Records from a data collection
____________________
//! Immutable views of aggregated metrics.

use crate::histogram::HistogramSnapshot;
use chrono::{DateTime, Utc};
use loadgen_core::ErrorKind;
use serde::{Deserialize, Serialize};
use std::collections::BTreeMap;
use std::fmt;
use std::time::Duration;

/// Labels identifying the run in reports and exported metrics.
#[derive(Debug, Clone, PartialEq, Eq, Serialize, Deserialize)]
pub struct RunIdentity {
    pub app_name: String,
    pub service_name: String,
    pub instance_id: String,
    pub run_id: String,
    pub version: String,
}

impl Default for RunIdentity {
    fn default() -> Self {
        Self {
            app_name: "kv-loadgen".to_string(),
            service_name: "kv-loadgen".to_string(),
            instance_id: "local".to_string(),
            run_id: "local".to_string(),
            version: env!("CARGO_PKG_VERSION").to_string(),
        }
    }
}

/// Point-in-time figures for one operation name.
#[derive(Debug, Clone, PartialEq, Serialize, Deserialize)]
pub struct OperationSnapshot {
    pub total: u64,
    pub success: u64,
    pub errors: u64,
    /// Mean over the whole run, from the cumulative duration.
    pub avg_ms: f64,
    pub min_ms: f64,
    pub max_ms: f64,
    /// Nearest-rank percentiles over the latency ring.
    pub p50_ms: f64,
    pub p95_ms: f64,
    pub p99_ms: f64,
    /// Number of samples the percentiles were computed from.
    pub samples: usize,
    pub errors_by_kind: BTreeMap<ErrorKind, u64>,
    /// Operations since the last interval reset.
    pub interval_total: u64,
    pub interval_errors: u64,
    pub histogram: HistogramSnapshot,
}

impl OperationSnapshot {
    pub fn success_rate(&self) -> f64 {
        if self.total > 0 {
            self.success as f64 / self.total as f64
        } else {
            0.0
        }
    }
}

/// Connection lifecycle counters.
#[derive(Debug, Clone, PartialEq, Serialize, Deserialize)]
pub struct ConnectionSnapshot {
    pub attempts: u64,
    pub failures: u64,
    pub drops: u64,
    pub reconnections: u64,
    pub avg_reconnection_ms: f64,
    pub max_reconnection_ms: f64,
    /// Managers that exhausted their retry attempts.
    pub hard_failures: u64,
    pub reconnection_histogram: HistogramSnapshot,
}

impl ConnectionSnapshot {
    pub fn success_rate(&self) -> f64 {
        if self.attempts > 0 {
            (self.attempts - self.failures) as f64 / self.attempts as f64
        } else {
            0.0
        }
    }
}

/// Pub/sub receipt counters for one channel.
#[derive(Debug, Clone, Default, PartialEq, Eq, Serialize, Deserialize)]
pub struct ChannelSnapshot {
    pub received: u64,
    pub errors: u64,
    pub errors_by_kind: BTreeMap<ErrorKind, u64>,
}

/// Consistent copy of every counter at one instant.
#[derive(Debug, Clone, PartialEq, Serialize, Deserialize)]
pub struct MetricsSnapshot {
    pub taken_at: DateTime<Utc>,
    /// Seconds since the aggregator was created.
    pub elapsed_secs: f64,
    /// Seconds since the last interval reset.
    pub interval_secs: f64,
    pub operations: BTreeMap<String, OperationSnapshot>,
    pub connections: ConnectionSnapshot,
    pub channels: BTreeMap<String, ChannelSnapshot>,
}

impl MetricsSnapshot {
    pub fn total_operations(&self) -> u64 {
        self.operations.values().map(|o| o.total).sum()
    }

    pub fn successful_operations(&self) -> u64 {
        self.operations.values().map(|o| o.success).sum()
    }

    pub fn failed_operations(&self) -> u64 {
        self.operations.values().map(|o| o.errors).sum()
    }

    pub fn interval_operations(&self) -> u64 {
        self.operations.values().map(|o| o.interval_total).sum()
    }

    pub fn success_rate(&self) -> f64 {
        let total = self.total_operations();
        if total > 0 {
            self.successful_operations() as f64 / total as f64
        } else {
            0.0
        }
    }

    pub fn ops_per_second(&self) -> f64 {
        if self.elapsed_secs > 0.0 {
            self.total_operations() as f64 / self.elapsed_secs
        } else {
            0.0
        }
    }

    pub fn interval_ops_per_second(&self) -> f64 {
        if self.interval_secs > 0.0 {
            self.interval_operations() as f64 / self.interval_secs
        } else {
            0.0
        }
    }

    /// Error counts summed over every operation.
    pub fn errors_by_kind(&self) -> BTreeMap<ErrorKind, u64> {
        let mut out = BTreeMap::new();
        for op in self.operations.values() {
            for (kind, count) in &op.errors_by_kind {
                *out.entry(*kind).or_insert(0) += count;
            }
        }
        out
    }

    pub fn messages_received(&self) -> u64 {
        self.channels.values().map(|c| c.received).sum()
    }
}

/// Why a run ended.
#[derive(Debug, Clone, Copy, PartialEq, Eq, Serialize, Deserialize)]
#[serde(rename_all = "lowercase")]
pub enum RunTermination {
    /// The configured duration elapsed.
    Completed,
    /// Stopped by an external request.
    Stopped,
    /// Every connection in every pool was closed.
    Aborted,
}

impl fmt::Display for RunTermination {
    fn fmt(&self, f: &mut fmt::Formatter<'_>) -> fmt::Result {
        match self {
            RunTermination::Completed => write!(f, "completed"),
            RunTermination::Stopped => write!(f, "stopped"),
            RunTermination::Aborted => write!(f, "aborted"),
        }
    }
}

/// Wall-clock bounds of a run.
#[derive(Debug, Clone, Copy, PartialEq)]
pub struct RunBounds {
    pub started_at: DateTime<Utc>,
    pub finished_at: DateTime<Utc>,
    pub duration: Duration,
}

/// Final report of a run. Serializes to a flat JSON object.
#[derive(Debug, Clone, PartialEq, Serialize, Deserialize)]
pub struct RunSummary {
    #[serde(flatten)]
    pub identity: RunIdentity,
    pub started_at: DateTime<Utc>,
    pub finished_at: DateTime<Utc>,
    pub duration_secs: f64,
    pub termination: RunTermination,
    pub total_operations: u64,
    pub successful_operations: u64,
    pub failed_operations: u64,
    pub success_rate: f64,
    pub ops_per_second: f64,
    pub errors_by_kind: BTreeMap<ErrorKind, u64>,
    pub connection_attempts: u64,
    pub connection_failures: u64,
    pub connection_success_rate: f64,
    pub connection_drops: u64,
    pub reconnection_count: u64,
    pub avg_reconnection_ms: f64,
    pub max_reconnection_ms: f64,
    pub hard_connection_failures: u64,
    pub messages_received: u64,
    pub operations: BTreeMap<String, OperationSnapshot>,
    pub channels: BTreeMap<String, ChannelSnapshot>,
}

impl RunSummary {
    pub fn from_snapshot(
        snapshot: MetricsSnapshot,
        identity: RunIdentity,
        bounds: RunBounds,
        termination: RunTermination,
    ) -> Self {
        let duration_secs = bounds.duration.as_secs_f64();
        let total_operations = snapshot.total_operations();
        let ops_per_second = if duration_secs > 0.0 {
            total_operations as f64 / duration_secs
        } else {
            0.0
        };
        let conn = &snapshot.connections;
        Self {
            identity,
            started_at: bounds.started_at,
            finished_at: bounds.finished_at,
            duration_secs,
            termination,
            total_operations,
            successful_operations: snapshot.successful_operations(),
            failed_operations: snapshot.failed_operations(),
            success_rate: snapshot.success_rate(),
            ops_per_second,
            errors_by_kind: snapshot.errors_by_kind(),
            connection_attempts: conn.attempts,
            connection_failures: conn.failures,
            connection_success_rate: conn.success_rate(),
            connection_drops: conn.drops,
            reconnection_count: conn.reconnections,
            avg_reconnection_ms: conn.avg_reconnection_ms,
            max_reconnection_ms: conn.max_reconnection_ms,
            hard_connection_failures: conn.hard_failures,
            messages_received: snapshot.messages_received(),
            operations: snapshot.operations,
            channels: snapshot.channels,
        }
    }

    /// One-paragraph text summary for logs.
    pub fn summary(&self) -> String {
        format!(
            "Run {} ({}) after {:.1}s\n\
             Operations: {} total, {} ok, {} failed ({:.2}% success), {:.1} ops/sec\n\
             Connections: {} attempts, {} failures, {} drops, {} reconnections, {} closed",
            self.identity.run_id,
            self.termination,
            self.duration_secs,
            self.total_operations,
            self.successful_operations,
            self.failed_operations,
            self.success_rate * 100.0,
            self.ops_per_second,
            self.connection_attempts,
            self.connection_failures,
            self.connection_drops,
            self.reconnection_count,
            self.hard_connection_failures,
        )
    }
}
____________________
• [REQUIRED ACTION] In the entries above, find each line with the word "write" and show it.

• [RESULT BELOW]
            RunTermination::Completed => write!(f, "completed"),
            RunTermination::Stopped => write!(f, "stopped"),
            RunTermination::Aborted => write!(f, "aborted"),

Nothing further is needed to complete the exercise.